The formate dehydrogenase (FDH) from Candida boidinii is a well-studied and applied enzyme for NADH regeneration in various reactions. As many oxidoreductases require NADPH, FDH mutants were created with shifted cofactor specificity toward NADP+. However, less effort was made to elucidate the substrate specificity for the hydride donors. Here, we report the FDH-catalyzed cleavage of formamide (F) and derivatives thereof into CO2 and amines, while regenerating the cofactors NADH and NADPH. Wild-type FDH and the NADP+-accepting variant FDH C23S/D195Q/Y196R/Q197N (FDH M5) showed both activity with 10% (v/v) F, N-methylformamide (MF), and N,N-dimethylformamide of 80, 67, and 4.5 mU/mg, and 4.9, 4.7, and 0.5 mU/mg, respectively.
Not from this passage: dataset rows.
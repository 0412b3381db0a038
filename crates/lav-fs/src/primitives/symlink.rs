use crate::{Error, Result};
use std::fs;
use std::io;
use std::path::Path;

/// Point `link` at `target`, replacing whatever symlink is already there.
///
/// Only symlinks are ever removed. A regular file or directory sitting at
/// `link` is left untouched and the call fails when the new link cannot be
/// created on top of it. `target` is written verbatim, so relative targets
/// stay relative to the link's parent.
///
/// The remove and create steps are two syscalls; another process may observe
/// the link missing between them.
pub fn replace_symlink(link: impl AsRef<Path>, target: impl AsRef<Path>) -> Result<()> {
    let link = link.as_ref();
    let target = target.as_ref();

    match fs::symlink_metadata(link) {
        Ok(meta) if meta.file_type().is_symlink() => {
            tracing::debug!(link = %link.display(), "removing existing symlink");
            remove_link(link).map_err(|e| Error::RemoveLink {
                path:   link.to_path_buf(),
                source: e,
            })?;
        }
        Ok(_) => {}
        Err(e) if e.kind() == io::ErrorKind::NotFound => {}
        Err(e) => {
            return Err(Error::Read {
                path:   link.to_path_buf(),
                source: e,
            });
        }
    }

    create_link(target, link).map_err(|e| Error::Symlink {
        link:   link.to_path_buf(),
        target: target.to_path_buf(),
        source: e,
    })
}

#[cfg(unix)]
fn create_link(target: &Path, link: &Path) -> io::Result<()> {
    std::os::unix::fs::symlink(target, link)
}

#[cfg(windows)]
fn create_link(target: &Path, link: &Path) -> io::Result<()> {
    let resolved = link.parent().map(|p| p.join(target));
    if resolved.is_some_and(|p| p.is_dir()) {
        std::os::windows::fs::symlink_dir(target, link)
    } else {
        std::os::windows::fs::symlink_file(target, link)
    }
}

#[cfg(unix)]
fn remove_link(link: &Path) -> io::Result<()> { fs::remove_file(link) }

#[cfg(windows)]
fn remove_link(link: &Path) -> io::Result<()> {
    // directory symlinks need RemoveDirectory on windows
    fs::remove_file(link).or_else(|_| fs::remove_dir(link))
}
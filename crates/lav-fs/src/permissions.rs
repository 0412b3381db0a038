use crate::{Error, Result};
use std::path::Path;

/// Permission modes lav applies to the files and directories it creates.
///
/// On Unix each variant maps to mode bits. On Windows only the read-only
/// attribute can be expressed; it is set when the mode has no write bits.
#[derive(Clone, Copy, Debug, PartialEq, Eq)]
pub enum PermissionMode {
    /// `0o755`, used for installed binaries.
    Executable,

    /// `0o755`, used for every directory lav creates in the store.
    Directory,
}

impl PermissionMode {
    pub fn to_unix_mode(self) -> u32 {
        match self {
            Self::Executable | Self::Directory => 0o755,
        }
    }

    /// Set this mode on an existing `path`.
    pub fn apply_to_path(self, path: &Path) -> Result<()> {
        let mode = self.to_unix_mode();

        #[cfg(unix)]
        let permissions = {
            use std::os::unix::fs::PermissionsExt;
            std::fs::Permissions::from_mode(mode)
        };

        #[cfg(not(unix))]
        let permissions = {
            let mut permissions = std::fs::metadata(path)
                .map_err(|e| Error::Read {
                    path:   path.to_path_buf(),
                    source: e,
                })?
                .permissions();
            permissions.set_readonly(mode & 0o222 == 0);
            permissions
        };

        std::fs::set_permissions(path, permissions).map_err(|e| Error::Permissions {
            path:   path.to_path_buf(),
            source: e,
        })
    }
}
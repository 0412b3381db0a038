pub mod copy_dir;
pub mod copy_file;
pub mod dir;
pub mod symlink;

pub use copy_dir::copy_dir_all;
pub use copy_file::copy_file;
pub use dir::create_dir_all;
pub use symlink::replace_symlink;
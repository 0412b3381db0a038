//! Filesystem primitives behind lav's on-disk layout.
//!
//! Two concerns live here: replacing a symlink in place without ever
//! clobbering a regular file or directory, and copying files or whole trees
//! while carrying their permission bits over.

mod error;
pub mod permissions;
mod primitives;

pub use error::{Error, Result};
pub use permissions::PermissionMode;
pub use primitives::{copy_dir_all, copy_file, create_dir_all, replace_symlink};
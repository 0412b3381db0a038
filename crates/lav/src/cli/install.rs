use std::io::Write;
use std::path::PathBuf;
use std::process::ExitCode;

use clap::Args;
use lav_install::Installer;

pub const EXAMPLES: &str = "\
Examples:
  lav install ./lav lav 0.0.0
  lav install ~/Downloads/go1.25.6.linux-amd64/go go 1.25.6";

#[derive(Debug, Args)]
pub struct InstallArg {
    /// Path to a binary file or a folder containing bin/
    #[arg(value_name = "path")]
    pub path: PathBuf,

    /// Application name
    #[arg(value_name = "app")]
    pub app: String,

    /// Version string (e.g., 1.0.0)
    #[arg(value_name = "version")]
    pub version: String,
}

impl InstallArg {
    pub fn run(self, installer: &Installer, out: &mut impl Write) -> anyhow::Result<ExitCode> {
        installer.install(&self.path, &self.app, &self.version)?;
        writeln!(out, "Installed {} version {}", self.app, self.version)?;
        Ok(ExitCode::SUCCESS)
    }
}
//! Where lav keeps things.
//!
//! Everything here is a pure function of an [`Environment`]; nothing touches
//! the filesystem. The binary passes [`OsEnvironment`], tests pass a map.

pub use env::{Environment, OsEnvironment};
pub use error::{Error, Result};
pub use layout::{Layout, ROOT_ENV, resolve_root, user_bin};

pub mod dir;
mod env;
mod error;
mod layout;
In silico docking and molecular dynamics simulation gave insights into substrate binding, indicating an altered binding conformation. NADP+-accepting variants were utilized in a cascade set up for the reductive amination of cyclohexanone by means of reductive aminase from Aspergillus oryzae with MF as hydride and amine donor, thereby reaching conversion rates of 72% in a whole cell approach. This work broadens the applicability of FDHs in biocatalysis.